§ What to work on
Print the records below verbatim.

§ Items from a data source
%%

//! Buy-quote and donation requests.

use chrono::{DateTime, Utc};
use labmarket_core::{ContactInfo, ProductId, RequestId, RequestKind, RequestStatus};
use serde::{Deserialize, Serialize};
use uuid::Uuid;

use super::Entity;
use crate::backend::Table;

/// A submitted request header.
#[derive(Debug, Clone, PartialEq, Eq, Serialize, Deserialize)]
pub struct Request {
    pub id: RequestId,
    pub user_name: String,
    pub user_email: String,
    pub user_phone: String,
    #[serde(rename = "type")]
    pub kind: RequestKind,
    pub status: RequestStatus,
    pub created_at: DateTime<Utc>,
}

impl Entity for Request {
    const TABLE: Table = Table::Requests;

    fn uuid(&self) -> Uuid {
        self.id.as_uuid()
    }
}

/// Header row written by the first phase of a submission.
#[derive(Debug, Clone, Serialize)]
pub struct NewRequest<'a> {
    pub user_name: &'a str,
    pub user_email: &'a str,
    pub user_phone: &'a str,
    #[serde(rename = "type")]
    pub kind: RequestKind,
    pub status: RequestStatus,
}

impl<'a> NewRequest<'a> {
    /// A pending request of `kind` from `contact`.
    #[must_use]
    pub fn pending(kind: RequestKind, contact: &'a ContactInfo) -> Self {
        Self {
            user_name: &contact.name,
            user_email: contact.email.as_str(),
            user_phone: &contact.phone,
            kind,
            status: RequestStatus::Pending,
        }
    }
}

/// A `request_products` join row.
#[derive(Debug, Clone, Copy, PartialEq, Eq, Serialize, Deserialize)]
pub struct RequestLine {
    pub request_id: RequestId,
    pub product_id: ProductId,
    pub quantity: u32,
}

#[cfg(test)]
#[allow(clippy::unwrap_used)]
mod tests {
    use super::*;

    #[test]
    fn test_new_request_wire_shape() {
        let contact = ContactInfo::new("Ada", "ada@lab.org", "555").unwrap();
        let row = serde_json::to_value(NewRequest::pending(RequestKind::Donate, &contact)).unwrap();

        assert_eq!(
            row,
            serde_json::json!({
                "user_name": "Ada",
                "user_email": "ada@lab.org",
                "user_phone": "555",
                "type": "donate",
                "status": "pending"
            })
        );
    }
}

%%

§ Result for this exercise
//! Buy-quote and donation requests.

use chrono::{DateTime, Utc};
use labmarket_core::{ContactInfo, ProductId, RequestId, RequestKind, RequestStatus};
use serde::{Deserialize, Serialize};
use uuid::Uuid;

use super::Entity;
use crate::backend::Table;

/// A submitted request header.
#[derive(Debug, Clone, PartialEq, Eq, Serialize, Deserialize)]
pub struct Request {
    pub id: RequestId,
    pub user_name: String,
    pub user_email: String,
    pub user_phone: String,
    #[serde(rename = "type")]
    pub kind: RequestKind,
    pub status: RequestStatus,
    pub created_at: DateTime<Utc>,
}

impl Entity for Request {
    const TABLE: Table = Table::Requests;

    fn uuid(&self) -> Uuid {
        self.id.as_uuid()
    }
}

/// Header row written by the first phase of a submission.
#[derive(Debug, Clone, Serialize)]
pub struct NewRequest<'a> {
    pub user_name: &'a str,
    pub user_email: &'a str,
    pub user_phone: &'a str,
    #[serde(rename = "type")]
    pub kind: RequestKind,
    pub status: RequestStatus,
}

impl<'a> NewRequest<'a> {
    /// A pending request of `kind` from `contact`.
    #[must_use]
    pub fn pending(kind: RequestKind, contact: &'a ContactInfo) -> Self {
        Self {
            user_name: &contact.name,
            user_email: contact.email.as_str(),
            user_phone: &contact.phone,
            kind,
            status: RequestStatus::Pending,
        }
    }
}

/// A `request_products` join row.
#[derive(Debug, Clone, Copy, PartialEq, Eq, Serialize, Deserialize)]
pub struct RequestLine {
    pub request_id: RequestId,
    pub product_id: ProductId,
    pub quantity: u32,
}

#[cfg(test)]
#[allow(clippy::unwrap_used)]
mod tests {
    use super::*;

    #[test]
    fn test_new_request_wire_shape() {
        let contact = ContactInfo::new("Ada", "ada@lab.org", "555").unwrap();
        let row = serde_json::to_value(NewRequest::pending(RequestKind::Donate, &contact)).unwrap();

        assert_eq!(
            row,
            serde_json::json!({
                "user_name": "Ada",
                "user_email": "ada@lab.org",
                "user_phone": "555",
                "type": "donate",
                "status": "pending"
            })
        );
    }
}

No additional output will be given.